Flexing, clear computer components
In an augmented world, you may well have one or more of three distinct types of computer interface on, or even in your body. There are augmenting reality devices, prosthetic components, and direct-wired virtual reality interfaces. All three share aspects in common. Among them, that they all require considerable computing power as close to the implant as possible.
Another is that if they are to interface directly with soft tissue, they should be able to bend and flex, twist and deform just like that soft tissue does, and still function. Thirdly, they should be transparent wherever possible, so that they are not obstructing the view of organs behind them.
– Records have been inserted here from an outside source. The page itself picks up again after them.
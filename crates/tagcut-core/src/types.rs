use chrono::{DateTime, FixedOffset};
use std::path::{Path, PathBuf};

/// How a tag is stored in the object database.
#[derive(Debug, Clone, PartialEq, Eq)]
pub enum TagKind {
    /// The tag is an object of its own, pointing at the commit.
    Annotated {
        /// Identifier of the tag object itself
        object: String,
        /// Subject line of the tag message
        message: String,
        /// Tagger date, when git reports one
        date: Option<DateTime<FixedOffset>>,
    },
    /// The tag is a bare ref to the commit.
    Lightweight,
}

/// A resolved tag: its name, the commit it designates, and how it was created.
#[derive(Debug, Clone, PartialEq, Eq)]
pub struct ReleasePoint {
    pub tag: String,
    pub commit: String,
    pub kind: TagKind,
}

impl ReleasePoint {
    pub fn is_annotated(&self) -> bool {
        matches!(self.kind, TagKind::Annotated { .. })
    }

    /// Tag message subject for annotated tags.
    pub fn message(&self) -> Option<&str> {
        match &self.kind {
            TagKind::Annotated { message, .. } => Some(message.as_str()),
            TagKind::Lightweight => None,
        }
    }
}

/// One non-merge commit that goes into the changelog.
#[derive(Debug, Clone, PartialEq, Eq)]
pub struct CommitEntry {
    pub short_sha: String,
    pub summary: String,
}

impl CommitEntry {
    pub fn new(short_sha: impl Into<String>, summary: impl Into<String>) -> Self {
        Self {
            short_sha: short_sha.into(),
            summary: summary.into(),
        }
    }
}

/// Commits since the previous release, newest first.
pub type Changelog = Vec<CommitEntry>;

/// Absolute paths of the distribution files produced by the packaging step.
#[derive(Debug, Clone, Default, PartialEq, Eq)]
pub struct ArtifactSet {
    paths: Vec<PathBuf>,
}

impl ArtifactSet {
    /// Builds a set from the given paths, sorted and without duplicates.
    pub fn new(mut paths: Vec<PathBuf>) -> Self {
        paths.sort();
        paths.dedup();
        Self { paths }
    }

    pub fn paths(&self) -> &[PathBuf] {
        &self.paths
    }

    pub fn is_empty(&self) -> bool {
        self.paths.is_empty()
    }

    pub fn len(&self) -> usize {
        self.paths.len()
    }

    pub fn iter(&self) -> impl Iterator<Item = &Path> {
        self.paths.iter().map(PathBuf::as_path)
    }
}

/// Per-run settings, usually coming straight from the command line.
#[derive(Debug, Clone, PartialEq, Eq)]
pub struct ReleaseOptions {
    /// Checkout to operate on
    pub directory: PathBuf,
    /// Skip the dirty and untracked checks
    pub force: bool,
    /// Print upload actions instead of performing them
    pub dry_run: bool,
    /// Account owning the repository on the release host
    pub organization: String,
    /// Project name, used for links and upload targets
    pub repository: String,
}

impl ReleaseOptions {
    /// `organization/repository`, as used by the release host API.
    pub fn slug(&self) -> String {
        format!("{}/{}", self.organization, self.repository)
    }
}
use crate::errors::{Result, TagcutError};

pub const GITHUB_TOKEN: &str = "GITHUB_TOKEN";
pub const TWINE_USERNAME: &str = "TWINE_USERNAME";
pub const TWINE_PASSWORD: &str = "TWINE_PASSWORD";

const GITHUB_TOKEN_HINT: &str = "Create a personal access token with the `repo` scope at \
     https://github.com/settings/tokens and export it: `export GITHUB_TOKEN=<token>`";

/// Secrets read from the environment before any work starts.
#[derive(Clone, PartialEq, Eq)]
pub struct Credentials {
    pub github_token: String,
    /// Forwarded to twine; it prompts when they are absent.
    pub index_username: Option<String>,
    pub index_password: Option<String>,
}

impl std::fmt::Debug for Credentials {
    fn fmt(&self, f: &mut std::fmt::Formatter<'_>) -> std::fmt::Result {
        f.debug_struct("Credentials")
            .field("github_token", &"***")
            .field("index_username", &self.index_username)
            .field("index_password", &self.index_password.as_ref().map(|_| "***"))
            .finish()
    }
}

impl Credentials {
    pub fn from_env() -> Result<Self> {
        Self::from_env_with(|key| std::env::var(key).ok())
    }

    /// Same as [`Credentials::from_env`], reading variables through `lookup`.
    pub fn from_env_with<F>(lookup: F) -> Result<Self>
    where
        F: Fn(&str) -> Option<String>,
    {
        let read = |key: &str| {
            lookup(key)
                .map(|v| v.trim().to_string())
                .filter(|v| !v.is_empty())
        };

        let github_token = read(GITHUB_TOKEN).ok_or(TagcutError::MissingCredential {
            name: GITHUB_TOKEN,
            hint: GITHUB_TOKEN_HINT,
        })?;

        Ok(Self {
            github_token,
            index_username: read(TWINE_USERNAME),
            index_password: read(TWINE_PASSWORD),
        })
    }

    /// Whether twine has everything it needs without prompting.
    pub fn has_index_credentials(&self) -> bool {
        self.index_username.is_some() && self.index_password.is_some()
    }
}
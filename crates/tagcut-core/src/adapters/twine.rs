use super::PackageIndex;
use crate::credentials::{Credentials, TWINE_PASSWORD, TWINE_USERNAME};
use crate::errors::{Result, TagcutError};
use crate::process::{command_from_argv, format_command_display, spawn_error};
use crate::types::ArtifactSet;
use std::process::Command;

/// Uploads distributions to PyPI with `twine upload`.
#[derive(Debug, Clone)]
pub struct Twine {
    command: Vec<String>,
    username: Option<String>,
    password: Option<String>,
    dry_run: bool,
}

impl Twine {
    pub fn new(command: Vec<String>, credentials: &Credentials, dry_run: bool) -> Self {
        Self {
            command,
            username: credentials.index_username.clone(),
            password: credentials.index_password.clone(),
            dry_run,
        }
    }

    fn upload_command(&self, artifacts: &ArtifactSet) -> Result<Command> {
        let mut cmd = command_from_argv(&self.command)?;
        cmd.args(artifacts.iter());
        if let Some(username) = &self.username {
            cmd.env(TWINE_USERNAME, username);
        }
        if let Some(password) = &self.password {
            cmd.env(TWINE_PASSWORD, password);
        }
        Ok(cmd)
    }
}

impl PackageIndex for Twine {
    fn upload(&self, artifacts: &ArtifactSet) -> Result<()> {
        let mut cmd = self.upload_command(artifacts)?;

        if self.dry_run {
            println!("Dry run. Would have called: {}", format_command_display(&cmd));
            return Ok(());
        }

        println!("Running: {}", format_command_display(&cmd));
        let status = cmd
            .status()
            .map_err(|e| spawn_error(e, &self.command[0]))?;

        if !status.success() {
            return Err(TagcutError::Upload(format!(
                "Failed to upload artifacts to PyPI ({} exited with {})",
                self.command[0], status
            )));
        }

        Ok(())
    }
}
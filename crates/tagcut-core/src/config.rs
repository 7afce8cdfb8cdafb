use crate::errors::{TagcutError, io_error_with_path};
use crate::format::DEFAULT_HOST;
use std::path::{Path, PathBuf};

pub const DEFAULT_API_URL: &str = "https://api.github.com";

/// Configuration for tagcut, read from `.tagcut/config.toml`
#[derive(Debug, Clone, PartialEq, Eq)]
pub struct Config {
    /// Host used in changelog links
    pub github_host: String,
    /// Base URL of the GitHub REST API
    pub github_api_url: String,
    /// Packaging command, run from the checkout root
    pub build_command: Vec<String>,
    /// Where the packaging command leaves its artifacts, relative to the root
    pub dist_dir: PathBuf,
    /// Upload command; artifact paths are appended
    pub index_command: Vec<String>,
}

impl Default for Config {
    fn default() -> Self {
        Self {
            github_host: DEFAULT_HOST.to_string(),
            github_api_url: DEFAULT_API_URL.to_string(),
            build_command: [
                "python",
                "setup.py",
                "egg_info",
                "--tag-build=",
                "sdist",
                "bdist_wheel",
                "--universal",
            ]
            .map(String::from)
            .to_vec(),
            dist_dir: PathBuf::from("dist"),
            index_command: ["twine", "upload"].map(String::from).to_vec(),
        }
    }
}

impl Config {
    /// Load configuration from .tagcut/config.toml
    pub fn load(root: &Path) -> Result<Self, TagcutError> {
        let path = root.join(".tagcut").join("config.toml");
        if !path.exists() {
            return Ok(Self::default());
        }

        let text = std::fs::read_to_string(&path).map_err(|e| io_error_with_path(e, &path))?;
        Self::parse(&text)
    }

    /// Parse configuration text, falling back to defaults for missing keys.
    pub fn parse(text: &str) -> Result<Self, TagcutError> {
        let value: toml::Value = text
            .parse()
            .map_err(|e| TagcutError::Config(format!("invalid config.toml: {e}")))?;
        let defaults = Self::default();

        let github_host = table_str(&value, "github", "host")
            .unwrap_or(defaults.github_host);

        let github_api_url = table_str(&value, "github", "api_url")
            .map(|url| url.trim_end_matches('/').to_string())
            .unwrap_or(defaults.github_api_url);

        let build_command = table_argv(&value, "build", "command")?
            .unwrap_or(defaults.build_command);

        let dist_dir = table_str(&value, "build", "dist_dir")
            .map(PathBuf::from)
            .unwrap_or(defaults.dist_dir);

        let index_command = table_argv(&value, "index", "command")?
            .unwrap_or(defaults.index_command);

        Ok(Self {
            github_host,
            github_api_url,
            build_command,
            dist_dir,
            index_command,
        })
    }
}

fn table_str(value: &toml::Value, table: &str, key: &str) -> Option<String> {
    value
        .get(table)
        .and_then(|v| v.as_table())
        .and_then(|t| t.get(key))
        .and_then(|v| v.as_str())
        .map(|s| s.to_string())
}

fn table_argv(value: &toml::Value, table: &str, key: &str) -> Result<Option<Vec<String>>, TagcutError> {
    let Some(raw) = value
        .get(table)
        .and_then(|v| v.as_table())
        .and_then(|t| t.get(key))
    else {
        return Ok(None);
    };

    let items = raw.as_array().ok_or_else(|| {
        TagcutError::Config(format!(
            "{table}.{key} must be an array of strings, e.g. [\"twine\", \"upload\"]"
        ))
    })?;

    let argv = items
        .iter()
        .map(|item| {
            item.as_str().map(str::to_string).ok_or_else(|| {
                TagcutError::Config(format!("{table}.{key} contains a non-string value: {item}"))
            })
        })
        .collect::<Result<Vec<_>, _>>()?;

    if argv.is_empty() {
        return Err(TagcutError::Config(format!("{table}.{key} must not be empty")));
    }

    Ok(Some(argv))
}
These three challenges still loom over implanted electronics, but there are signs that things are changing for the better.
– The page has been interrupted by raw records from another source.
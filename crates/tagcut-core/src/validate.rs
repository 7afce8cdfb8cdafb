use crate::errors::NotReady;
use crate::git::Checkout;
use crate::types::{ReleaseOptions, ReleasePoint};
use regex::Regex;
use std::sync::LazyLock;
use tracing::debug;

static RELEASE_TAG_PATTERN: LazyLock<Regex> = LazyLock::new(|| {
    Regex::new(r"^v(0|[1-9][0-9]*)(\.(0|[1-9][0-9]*)){0,2}$").expect("release tag pattern is valid")
});

/// Whether `tag` looks like `v<major>[.<minor>[.<patch>]]` without leading zeros.
pub fn is_release_tag(tag: &str) -> bool {
    RELEASE_TAG_PATTERN.is_match(tag)
}

/// Check that the checkout is a clean, correctly tagged release point.
///
/// Checks run in order and stop at the first failure:
/// 1. no modified tracked files (skipped with `force`)
/// 2. no untracked files (skipped with `force`)
/// 3. HEAD is exactly at a tag
/// 4. the tag follows the `v<major>[.<minor>[.<patch>]]` convention
pub fn check_release_point(checkout: &Checkout, force: bool) -> Result<ReleasePoint, NotReady> {
    if force {
        debug!("skipping working tree checks (forced)");
    } else {
        if checkout
            .is_dirty()
            .map_err(|e| NotReady::Unreadable(e.to_string()))?
        {
            return Err(NotReady::Dirty);
        }

        let untracked = checkout
            .untracked_files()
            .map_err(|e| NotReady::Unreadable(e.to_string()))?;
        if !untracked.is_empty() {
            return Err(NotReady::Untracked(untracked));
        }
    }

    let description = checkout.describe_head().unwrap_or_default();
    let tag = match description.strip_prefix("tags/") {
        Some(tag) if !tag.is_empty() => tag,
        _ => {
            let at = if description.is_empty() {
                "detached commit".to_string()
            } else {
                description.clone()
            };
            return Err(NotReady::NoTag(at));
        }
    };

    if !is_release_tag(tag) {
        return Err(NotReady::InvalidTag(tag.to_string()));
    }

    checkout
        .resolve_tag(tag)
        .map_err(|e| NotReady::Unreadable(e.to_string()))
}

/// Report whether the checkout can be released, printing the reason when not.
pub fn ready_for_release(checkout: &Checkout, options: &ReleaseOptions) -> bool {
    match check_release_point(checkout, options.force) {
        Ok(point) => {
            debug!(tag = %point.tag, commit = %point.commit, "release point accepted");
            true
        }
        Err(reason) => {
            eprintln!("{reason}");
            false
        }
    }
}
Recently, at time of writing anyway, the US National Institute of Standards and Technology (NIST) proclaimed success at creating a key computer component that fits all three requirements.
An inexpensive, bendable, flexible memory microchip was the proud item they had created. Its still not ready for market - just a low power proof of concept really, but it marks a turning point in embeddable systems. If microchips can be created that can be squeezed, stretched, twisted, and still function, as the NIST chip can, then for the first time we have true hope of en situ complete computing devices.
A network of these, connected by clear micro-wires could encircle the heart, as a pacemaker and electrical regulator, completely self contained. Prosthetic limb electronics could be scattered in both the original flesh and the prosthetic, seamlessly communicating between both - perhaps a more elegant system than the external targeted muscle re-enervation used today.
Construction of the chip
The researchers took polymer sheets-the sort that transparencies for overhead projectors are made from-and experimented with depositing a thin film of titanium dioxide on their surfaces. Instead of using expensive equipment to deposit the titanium dioxide as is traditionally done, the material was deposited by a sol gel process, which consists of spinning the material in liquid form and letting it set, like making gelatin. By adding electrical contacts, the team created a flexible memory switch that operates on less than 10 volts, maintains its memory when power is lost, and still functions after being flexed more than 4,000 times.